As far as our pizza ordering goes, we never really order a plain pizza. We ask the kids questions like, do you want meat or just cheese? Do you want peppers, olives or mushrooms? Not an open-ended what do you want? We often talk about how your body needs the fuel from your meal to grow and be fast and strong. They have learned that vegetables are always a part of our meals, so questions like this go over pretty well here. But if you are working on this aspect I encourage you to just keep trying. Give them veggie options for their pizza that may seem weird to others but are their favorite to eat normally, or have plain pizza but then add some veggies on the side.

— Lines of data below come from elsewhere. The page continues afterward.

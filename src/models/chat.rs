use chrono::Utc;
use serde::{ Deserialize, Serialize };
use std::fmt;
use uuid::Uuid;

/// Opaque identifier correlating every turn of one session with the remote assistant.
#[derive(Clone, Debug, PartialEq, Eq, Hash, Serialize, Deserialize)]
#[serde(transparent)]
pub struct ConversationId(Uuid);

impl ConversationId {
    pub fn new() -> Self {
        Self(Uuid::new_v4())
    }
}

impl Default for ConversationId {
    fn default() -> Self {
        Self::new()
    }
}

impl fmt::Display for ConversationId {
    fn fmt(&self, f: &mut fmt::Formatter<'_>) -> fmt::Result {
        write!(f, "{}", self.0.hyphenated())
    }
}

pub fn new_conversation_id() -> ConversationId {
    ConversationId::new()
}

#[derive(Clone, Copy, Debug, PartialEq, Eq, Serialize, Deserialize)]
#[serde(rename_all = "lowercase")]
pub enum Role {
    User,
    Assistant,
}

#[derive(Clone, Debug, PartialEq, Eq, Serialize, Deserialize)]
#[serde(rename_all = "camelCase")]
pub struct Turn {
    pub role: Role,
    pub text: String,
    pub image_url: Option<String>,
    pub is_error: bool,
    pub timestamp: i64,
}

impl Turn {
    pub fn user(text: impl Into<String>) -> Self {
        Self {
            role: Role::User,
            text: text.into(),
            image_url: None,
            is_error: false,
            timestamp: Utc::now().timestamp(),
        }
    }

    pub fn assistant(text: impl Into<String>, image_url: Option<String>) -> Self {
        Self {
            role: Role::Assistant,
            text: text.into(),
            image_url,
            is_error: false,
            timestamp: Utc::now().timestamp(),
        }
    }

    /// A failed exchange: plain text, never an image.
    pub fn assistant_error(message: impl Into<String>) -> Self {
        Self {
            role: Role::Assistant,
            text: message.into(),
            image_url: None,
            is_error: true,
            timestamp: Utc::now().timestamp(),
        }
    }
}
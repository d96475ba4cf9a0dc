use serde_json::{ Map, Value as JsonValue };
use super::{ AssistantError, NormalizedReply };

/// Reduces a raw webhook body to `{text, image_url}`.
///
/// Accepts a single object or an array whose first element is an object.
/// `content` wins over `output` unless it is absent, null or empty.
pub fn normalize(raw: &JsonValue) -> Result<NormalizedReply, AssistantError> {
    let object = match raw {
        JsonValue::Object(map) => map,
        JsonValue::Array(items) =>
            match items.first() {
                Some(JsonValue::Object(map)) => map,
                Some(other) => {
                    return Err(
                        AssistantError::MalformedReply(
                            format!("expected an object as first element, got {}", kind(other))
                        )
                    );
                }
                None => {
                    return Err(AssistantError::MalformedReply("empty reply array".to_string()));
                }
            }
        other => {
            return Err(
                AssistantError::MalformedReply(
                    format!("expected an object or array, got {}", kind(other))
                )
            );
        }
    };

    Ok(from_object(object))
}

pub fn normalize_body(body: &str) -> Result<NormalizedReply, AssistantError> {
    let raw: JsonValue = serde_json
        ::from_str(body)
        .map_err(|e| AssistantError::MalformedReply(format!("invalid JSON: {}", e)))?;
    normalize(&raw)
}

fn from_object(object: &Map<String, JsonValue>) -> NormalizedReply {
    NormalizedReply {
        text: field(object, "content").or_else(|| field(object, "output")),
        image_url: field(object, "url"),
    }
}

fn field(object: &Map<String, JsonValue>, key: &str) -> Option<String> {
    match object.get(key)? {
        JsonValue::String(s) if !s.is_empty() => Some(s.clone()),
        value @ (JsonValue::Number(_) | JsonValue::Bool(_)) => Some(value.to_string()),
        _ => None,
    }
}

fn kind(value: &JsonValue) -> &'static str {
    match value {
        JsonValue::Null => "null",
        JsonValue::Bool(_) => "boolean",
        JsonValue::Number(_) => "number",
        JsonValue::String(_) => "string",
        JsonValue::Array(_) => "array",
        JsonValue::Object(_) => "object",
    }
}
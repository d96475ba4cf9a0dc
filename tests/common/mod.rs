#![allow(dead_code)]

use serde_json::Value as JsonValue;
use tokio::io::{ AsyncReadExt, AsyncWriteExt };
use tokio::net::{ TcpListener, TcpStream };
use tokio::task::JoinHandle;

/// A request as the fake webhook saw it.
pub struct CapturedRequest {
    pub head: String,
    pub body: String,
}

impl CapturedRequest {
    /// Header lookup, case-insensitive on the name.
    pub fn header(&self, name: &str) -> Option<String> {
        let wanted = format!("{}:", name.to_lowercase());
        self.head.lines().find_map(|line| {
            if line.to_lowercase().starts_with(&wanted) {
                Some(line[wanted.len()..].trim().to_string())
            } else {
                None
            }
        })
    }

    pub fn json(&self) -> JsonValue {
        serde_json::from_str(&self.body).expect("request body is JSON")
    }
}

/// Serves one canned response per connection, in order, then stops.
pub async fn spawn_webhook(
    responses: Vec<(u16, String)>
) -> (String, JoinHandle<Vec<CapturedRequest>>) {
    let listener = TcpListener::bind("127.0.0.1:0").await.expect("bind local test server");
    let addr = listener.local_addr().expect("local addr");

    let handle = tokio::spawn(async move {
        let mut captured = Vec::new();
        for (status, body) in responses {
            let (mut socket, _) = listener.accept().await.expect("accept connection");
            captured.push(read_request(&mut socket).await);

            let response = format!(
                "HTTP/1.1 {} {}\r\nContent-Type: application/json\r\nContent-Length: {}\r\nConnection: close\r\n\r\n{}",
                status,
                reason(status),
                body.len(),
                body
            );
            socket.write_all(response.as_bytes()).await.expect("write response");
            let _ = socket.shutdown().await;
        }
        captured
    });

    (format!("http://{}/webhook/chat", addr), handle)
}

/// A URL nothing listens on.
pub async fn refused_url() -> String {
    let listener = TcpListener::bind("127.0.0.1:0").await.expect("bind");
    let addr = listener.local_addr().expect("local addr");
    drop(listener);
    format!("http://{}/webhook/chat", addr)
}

async fn read_request(socket: &mut TcpStream) -> CapturedRequest {
    let mut data = Vec::new();
    let mut buf = [0u8; 4096];
    loop {
        let n = socket.read(&mut buf).await.expect("read request");
        if n == 0 {
            break;
        }
        data.extend_from_slice(&buf[..n]);
        if let Some(end) = data.windows(4).position(|w| w == b"\r\n\r\n") {
            let head = String::from_utf8_lossy(&data[..end]).to_lowercase();
            let content_length = head
                .lines()
                .find_map(|line| line.strip_prefix("content-length:"))
                .and_then(|v| v.trim().parse::<usize>().ok())
                .unwrap_or(0);
            if data.len() >= end + 4 + content_length {
                break;
            }
        }
    }

    let end = data
        .windows(4)
        .position(|w| w == b"\r\n\r\n")
        .expect("complete request head");
    CapturedRequest {
        head: String::from_utf8_lossy(&data[..end]).into_owned(),
        body: String::from_utf8_lossy(&data[end + 4..]).into_owned(),
    }
}

fn reason(status: u16) -> &'static str {
    match status {
        200 => "OK",
        401 => "Unauthorized",
        404 => "Not Found",
        500 => "Internal Server Error",
        502 => "Bad Gateway",
        _ => "Unknown",
    }
}
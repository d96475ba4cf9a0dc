pub mod normalize;
pub mod webhook;

use async_trait::async_trait;
use std::sync::Arc;
use thiserror::Error;
use crate::config::AssistantConfig;
use crate::models::chat::ConversationId;
use self::webhook::WebhookClient;

/// Canonical reply shape, whatever the endpoint actually returned.
#[derive(Debug, Clone, PartialEq, Eq, Default)]
pub struct NormalizedReply {
    pub text: Option<String>,
    pub image_url: Option<String>,
}

#[derive(Debug, Error, Clone, PartialEq, Eq)]
pub enum AssistantError {
    #[error("Error: Failed to connect to the LLM - {0}")]
    Transport(String),
    #[error("Error: Malformed reply from the LLM - {0}")]
    MalformedReply(String),
}

impl From<reqwest::Error> for AssistantError {
    fn from(err: reqwest::Error) -> Self {
        AssistantError::Transport(err.to_string())
    }
}

#[async_trait]
pub trait AssistantClient: Send + Sync {
    /// One attempt; no retry.
    async fn send(
        &self,
        conversation_id: &ConversationId,
        user_text: &str
    ) -> Result<NormalizedReply, AssistantError>;
}

pub fn new_client(config: &AssistantConfig) -> Arc<dyn AssistantClient> {
    Arc::new(WebhookClient::from_config(config))
}
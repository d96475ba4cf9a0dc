pub mod title;

use thiserror::Error;
use url::Url;
use crate::cli::Args;

#[derive(Debug, Error, PartialEq, Eq)]
pub enum ConfigError {
    #[error("{0} is required but was not set")]
    Missing(&'static str),
    #[error("WEBHOOK_URL '{url}' is not a valid http(s) URL: {reason}")]
    InvalidUrl {
        url: String,
        reason: String,
    },
}

/// Everything the assistant client needs, checked once at startup.
#[derive(Clone)]
pub struct AssistantConfig {
    pub webhook_url: Url,
    pub bearer_token: String,
}

impl std::fmt::Debug for AssistantConfig {
    fn fmt(&self, f: &mut std::fmt::Formatter<'_>) -> std::fmt::Result {
        f.debug_struct("AssistantConfig")
            .field("webhook_url", &self.webhook_url.as_str())
            .field("bearer_token", &"<redacted>")
            .finish()
    }
}

impl AssistantConfig {
    pub fn new(webhook_url: Option<&str>, bearer_token: Option<&str>) -> Result<Self, ConfigError> {
        let raw_url = non_empty(webhook_url).ok_or(ConfigError::Missing("WEBHOOK_URL"))?;
        let bearer_token = non_empty(bearer_token).ok_or(ConfigError::Missing("BEARER_TOKEN"))?;

        let webhook_url = Url::parse(raw_url).map_err(|e| ConfigError::InvalidUrl {
            url: raw_url.to_string(),
            reason: e.to_string(),
        })?;
        if !matches!(webhook_url.scheme(), "http" | "https") {
            return Err(ConfigError::InvalidUrl {
                url: raw_url.to_string(),
                reason: format!("unsupported scheme '{}'", webhook_url.scheme()),
            });
        }

        Ok(Self {
            webhook_url,
            bearer_token: bearer_token.to_string(),
        })
    }

    pub fn from_args(args: &Args) -> Result<Self, ConfigError> {
        Self::new(args.webhook_url.as_deref(), args.bearer_token.as_deref())
    }
}

fn non_empty(value: Option<&str>) -> Option<&str> {
    value.map(str::trim).filter(|v| !v.is_empty())
}
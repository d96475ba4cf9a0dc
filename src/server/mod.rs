pub mod websocket;

use crate::llm::AssistantClient;
use std::error::Error;
use std::sync::Arc;

/// Shared by every connection; sessions themselves are never shared.
pub struct ServerContext {
    pub client: Arc<dyn AssistantClient>,
    pub title: String,
}

pub struct Server {
    addr: String,
    ctx: Arc<ServerContext>,
}

impl Server {
    pub fn new(addr: String, client: Arc<dyn AssistantClient>, title: String) -> Self {
        Self {
            addr,
            ctx: Arc::new(ServerContext { client, title }),
        }
    }

    pub async fn run(&self) -> Result<(), Box<dyn Error + Send + Sync>> {
        websocket::start_ws_server(&self.addr, Arc::clone(&self.ctx)).await
    }
}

Also, saying light cheese still gets you a good pizza with a little less dairy inflammation in the system, and many pizza places have gluten-free, organic and lots of other options – sometimes you just have to ask.
Never underestimate the power of teaching a child about their body, nutrition, and what food is for. They really catch on at a young age, and almost every kid wants to grow big and strong, so they’re usually up for it!
Our family mostly drinks water. You’ll notice these menus are usually a little lighter on dairy based on the government recommendations, but if you add in a glass of milk you should meet those requirements if they are important to you.
You’ll notice the menus are light on fruit as well, and that’s because grabbing a piece of fruit, especially apples, is a common snack occurrence in our household. My kids would snack all day if allowed, but at least twice a day is normal. Typical snacks for the kids include: salami, cheese sticks, fruit (apples, oranges, bananas, grapes, berries), veggies (carrots, peppers, cucumbers, celery) and hummus or guacamole, crackers/pretzels/popcorn, Lara Bars, applesauce, raisins, greek yogurt & berries, or trail mix.
I am working on using The Wahls Protocol, along with other research, to follow an anti-inflammatory and nutrient enriching diet for someone diagnosed with MS. I am not a doctor and am in no way providing this as anything other than a documentation of what I am eating and how I eat this way alongside my children. Typical snack items for me include Suja green juice, kombucha, tea, raw nuts/trail mixes, popcorn, tortilla chips/veggies and guac. You can also find my husband with an old fashioned, and me with a glass of red wine or a Glutenburg with lime later on in the evening.
Hot Water with Lemon and Cayenne
Smoothie – blueberries, greens, avocado, almond milk, water, chia seeds, collagen powder, lions mane powder
Same as the kids – turkey, veggies, hummus
Large Salad – 3 cups of greens, avocado, tangerine, raw nuts, oil and vinegar
This way, by the time pizza gets here I am seriously stuffed with goodness! Sometimes I pass the temptation, but when I am in need of indulging I definitely allow myself. I usually order a gluten free crust, spinach, onions, mushrooms and very light cheese.